Two policemen were sat hunched over a computer screen analysing the footage that a tourist had handed over after selling copies to the top news stations.

"Nothing yet, we are just checking time and date to confirm time of death for the hospital," the larger of the two men appeared to be dictating to the second who held secondary file of all those killed.

"Could you excuse us for a moment?" Gordon said, moving so Bruce could climb in beside him.

"Of course," the two officers stepped down from the van and moved out of hearing distance.

"Do you know how to use this thing?" Gordon signalled the computer and Bruce nodded.

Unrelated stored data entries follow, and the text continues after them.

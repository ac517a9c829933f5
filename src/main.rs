use clap::Parser;
use flate2::read::GzDecoder;
use flate2::write::GzEncoder;
use flate2::Compression;
use std::collections::BTreeMap;
use std::io::{self, Read, Write};
use std::path::{Path, PathBuf};
use vgm_conv::converter::options::parse_define;
use vgm_conv::converter::registry::{chip_pairs, clock_chips, find_chip_converter};
use vgm_conv::converter::{OptionKind, VoiceMapping};
use vgm_conv::{convert_vgm, ChipDescriptor, ChipKind, ConversionRequest, Diagnostics, VoiceReport, VoiceTable};

#[derive(Parser, Debug)]
#[command(name = "vgm-conv")]
#[command(version = "0.1.0")]
#[command(about = "Chip-type and clock converter for VGM", long_about = None)]
struct Args {
    /// Input VGM or VGZ file (reads from stdin if not specified)
    input: Option<PathBuf>,

    /// Source chip, optionally restricted to a part (e.g. ym2203.fm)
    #[arg(short, long, required_unless_present_any = ["to", "list"])]
    from: Option<String>,

    /// Destination chip
    #[arg(short, long)]
    to: Option<String>,

    /// Destination clock in Hz (the chip's typical clock if not specified)
    #[arg(short, long)]
    clock: Option<f64>,

    /// Converter option as name=value
    #[arg(short = 'D', long = "define", value_name = "NAME=VALUE")]
    defines: Vec<String>,

    /// Output file; *.vgz is compressed (writes to stdout if not specified)
    #[arg(short, long)]
    output: Option<PathBuf>,

    /// Voice mapping overrides (JSON)
    #[arg(long)]
    voice_table: Option<PathBuf>,

    /// Remove the GD3 tag from the output
    #[arg(long)]
    no_gd3: bool,

    /// List the available conversions and their options
    #[arg(short = 'L', long)]
    list: bool,

    /// More log output (-v info, -vv debug)
    #[arg(short, long, action = clap::ArgAction::Count)]
    verbose: u8,
}

/// Prints each new voice mapping to stderr as an overrides file entry
struct VoiceReportPrinter;

impl Diagnostics for VoiceReportPrinter {
    fn voice_estimated(&mut self, report: &VoiceReport) {
        log::info!("{} ch{}: voice {}", report.chip, report.channel, report.hash);
        match report_line(report) {
            Ok(line) => eprintln!("{}", line),
            Err(e) => log::warn!("cannot print voice {}: {}", report.hash, e),
        }
    }
}

/// One overrides file entry, `{"<hash>": {mapping}}`
fn report_line(report: &VoiceReport) -> serde_json::Result<String> {
    let entry: BTreeMap<&str, VoiceMapping> = BTreeMap::from([(report.hash.as_str(), report.mapping)]);
    serde_json::to_string(&entry)
}

fn main() -> Result<(), vgm_conv::Error> {
    let args = Args::parse();

    let level = match args.verbose {
        0 => log::LevelFilter::Warn,
        1 => log::LevelFilter::Info,
        _ => log::LevelFilter::Debug,
    };
    env_logger::Builder::from_default_env().filter_level(level).init();

    if args.list {
        print_conversions();
        return Ok(());
    }

    // either chip alone means a clock conversion of that chip
    let (from_name, to_name) = match (&args.from, &args.to) {
        (Some(from), Some(to)) => (from.as_str(), to.as_str()),
        (Some(only), None) | (None, Some(only)) => (only.as_str(), only.split('.').next().unwrap_or(only)),
        (None, None) => return Err(vgm_conv::Error::UnknownChip(String::new())),
    };
    let from = ChipDescriptor::parse(from_name, 0.0)?;
    let to = ChipDescriptor::parse(to_name, 0.0)?.kind;

    let mut request = ConversionRequest::new(from, to);
    request.to_clock = args.clock;
    request.strip_gd3 = args.no_gd3;
    for define in &args.defines {
        request.options.push(parse_define(define)?);
    }

    let mut table = VoiceTable::new();
    if let Some(path) = &args.voice_table {
        table.merge(VoiceTable::load(path)?);
    }

    let input = read_input(args.input.as_deref())?;
    let converted = convert_vgm(&input, &request, &table, &mut VoiceReportPrinter)?;
    write_output(args.output.as_deref(), &converted.data)?;
    Ok(())
}

/// Read a VGM or VGZ image, decompressing if the gzip magic is present
fn read_input(path: Option<&Path>) -> io::Result<Vec<u8>> {
    let mut data = Vec::new();
    match path {
        Some(path) => std::fs::File::open(path)?.read_to_end(&mut data)?,
        None => io::stdin().lock().read_to_end(&mut data)?,
    };
    if data.len() >= 2 && data[0] == 0x1f && data[1] == 0x8b {
        let mut decompressed = Vec::new();
        GzDecoder::new(data.as_slice()).read_to_end(&mut decompressed)?;
        return Ok(decompressed);
    }
    Ok(data)
}

fn write_output(path: Option<&Path>, data: &[u8]) -> io::Result<()> {
    let Some(path) = path else {
        let mut stdout = io::stdout().lock();
        stdout.write_all(data)?;
        return stdout.flush();
    };
    let file = std::fs::File::create(path)?;
    let compress = path
        .extension()
        .is_some_and(|ext| ext.eq_ignore_ascii_case("vgz") || ext.eq_ignore_ascii_case("gz"));
    if compress {
        let mut encoder = GzEncoder::new(file, Compression::default());
        encoder.write_all(data)?;
        encoder.finish()?;
    } else {
        let mut file = file;
        file.write_all(data)?;
    }
    Ok(())
}

fn print_conversions() {
    println!("CLOCK CONVERSION");
    let names: Vec<&str> = clock_chips().into_iter().map(ChipKind::name).collect();
    println!("  {}", names.join(", "));
    println!();
    println!("CHIP CONVERSION");
    let mut printed: Vec<ChipKind> = Vec::new();
    let pairs = chip_pairs();
    for (from, _) in &pairs {
        if printed.contains(from) {
            continue;
        }
        printed.push(*from);
        let targets: Vec<&str> = pairs.iter().filter(|(f, _)| f == from).map(|(_, t)| t.name()).collect();
        println!("  {:<8} => {}", from.name(), targets.join(", "));
        for to in pairs.iter().filter(|(f, _)| f == from).map(|(_, t)| *t) {
            let Some(entry) = find_chip_converter(*from, to) else {
                continue;
            };
            for spec in entry.options {
                let kind = match spec.kind {
                    OptionKind::Int { min, max } => format!("{}..={}", min, max),
                    OptionKind::Bool => "true|false".to_string(),
                    OptionKind::Choice(choices) => choices.join("|"),
                };
                println!("      -D {}=<{}> ({}): {}", spec.key, kind, to.name(), spec.help);
            }
        }
    }
}

#[cfg(test)]
mod tests {
    use super::*;

    #[test]
    fn test_report_line_is_override_entry() {
        let report = VoiceReport {
            chip: ChipKind::Ym2612,
            channel: 2,
            hash: "00ff".to_string(),
            mapping: VoiceMapping {
                program: 3,
                volume_offset: -1,
                octave_offset: 0,
            },
        };
        let line = report_line(&report).unwrap();
        assert_eq!(line, r#"{"00ff":{"program":3,"volumeOffset":-1,"octaveOffset":0}}"#);
        let table = VoiceTable::from_json(&format!(r#"{{"voices":{}}}"#, line)).unwrap();
        assert_eq!(table.get("00ff"), Some(report.mapping));
    }
}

"Yea I think I can handle it," he took a seat in one of the free chairs and began to work his way around the software. Slowing it down he managed to single out a frame as the camera swept up to the window. Watching frame by frame he kept his eyes close to the curtains which seemed to sweep backwards and forwards, at all time keeping the room covered from shot. Suddenly he stopped moving. Not only could he see the gun, but he could see the arm the gun was attached to, he could see it run up into a shoulder and then a neck and finally a wooden painted face stuck in a guiltless smile.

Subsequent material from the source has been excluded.